* [WORK TO COMPLETE] Copy all lines below that use the word "Deserialize".

------ THE INPUT ------

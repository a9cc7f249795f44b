use super::confusion::{classify, ConfusionMatrix, DetectionMetrics};
use super::scores::ScoreSummary;
use crate::error::{AnalysisError, Result};
use crate::estimator::Estimator;
use serde::{Deserialize, Serialize};

/// Ground truth assigned to every sample of a corpus
#[derive(Debug, Clone, Copy, PartialEq, Eq, Serialize, Deserialize)]
#[serde(rename_all = "snake_case")]
pub enum CorpusLabel {
    Covert,
    Normal,
}

impl CorpusLabel {
    pub fn is_positive(&self) -> bool {
        matches!(self, CorpusLabel::Covert)
    }

    pub fn as_str(&self) -> &'static str {
        match self {
            CorpusLabel::Covert => "covert",
            CorpusLabel::Normal => "normal",
        }
    }
}

/// Classification results over one corpus
#[derive(Debug, Clone, PartialEq, Serialize, Deserialize)]
pub struct CorpusEvaluation {
    pub label: CorpusLabel,
    pub threshold: f64,
    pub metrics: DetectionMetrics,
    /// Samples with `score > threshold`
    pub above_threshold: usize,
    /// `above_threshold / samples`, 0 for an empty corpus
    pub above_threshold_share: f64,
    #[serde(skip_serializing_if = "Option::is_none")]
    pub scores: Option<ScoreSummary>,
}

/// Per-corpus and combined results, reported side by side
#[derive(Debug, Clone, PartialEq, Serialize, Deserialize)]
pub struct DetectionEvaluation {
    pub threshold: f64,
    pub covert: CorpusEvaluation,
    pub normal: CorpusEvaluation,
    pub combined: DetectionMetrics,
}

/// Classify every score of a corpus against its ground truth
pub fn evaluate_corpus(
    scores: &[f64],
    label: CorpusLabel,
    threshold: f64,
    estimator: &Estimator,
) -> CorpusEvaluation {
    let matrix: ConfusionMatrix = scores
        .iter()
        .map(|&s| classify(s, threshold, label.is_positive()))
        .collect();

    let above_threshold = scores.iter().filter(|&&s| s > threshold).count();
    let above_threshold_share = if scores.is_empty() {
        0.0
    } else {
        above_threshold as f64 / scores.len() as f64
    };

    CorpusEvaluation {
        label,
        threshold,
        metrics: matrix.metrics(),
        above_threshold,
        above_threshold_share,
        scores: ScoreSummary::from_scores(scores, estimator),
    }
}

/// Evaluate a detector on a covert corpus and a normal corpus
///
/// Both corpora must be non-empty. The combined matrix is the sum of the two
/// per-corpus matrices.
///
/// # Example
/// ```
/// use covert_metrics::classification::evaluate_combined;
/// use covert_metrics::estimator::Estimator;
///
/// let covert = vec![1500.0; 50];
/// let normal = vec![200.0; 100];
/// let eval = evaluate_combined(&covert, &normal, 1000.0, &Estimator::default()).unwrap();
/// assert_eq!(eval.combined.accuracy, 1.0);
/// assert_eq!(eval.combined.precision, 1.0);
/// assert_eq!(eval.combined.recall, 1.0);
/// ```
pub fn evaluate_combined(
    covert_scores: &[f64],
    normal_scores: &[f64],
    threshold: f64,
    estimator: &Estimator,
) -> Result<DetectionEvaluation> {
    if covert_scores.is_empty() {
        return Err(AnalysisError::EmptyCorpus { corpus: "covert" });
    }
    if normal_scores.is_empty() {
        return Err(AnalysisError::EmptyCorpus { corpus: "normal" });
    }

    let covert = evaluate_corpus(covert_scores, CorpusLabel::Covert, threshold, estimator);
    let normal = evaluate_corpus(normal_scores, CorpusLabel::Normal, threshold, estimator);
    let combined = (covert.metrics.matrix + normal.metrics.matrix).metrics();

    tracing::info!(
        "Combined evaluation: {} samples, accuracy {:.3}, precision {:.3}, recall {:.3}",
        combined.total,
        combined.accuracy,
        combined.precision,
        combined.recall
    );

    Ok(DetectionEvaluation {
        threshold,
        covert,
        normal,
        combined,
    })
}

------

* [ANSWER BELOW]
use serde::{Deserialize, Serialize};
#[derive(Debug, Clone, Copy, PartialEq, Eq, Serialize, Deserialize)]
#[derive(Debug, Clone, PartialEq, Serialize, Deserialize)]
#[derive(Debug, Clone, PartialEq, Serialize, Deserialize)]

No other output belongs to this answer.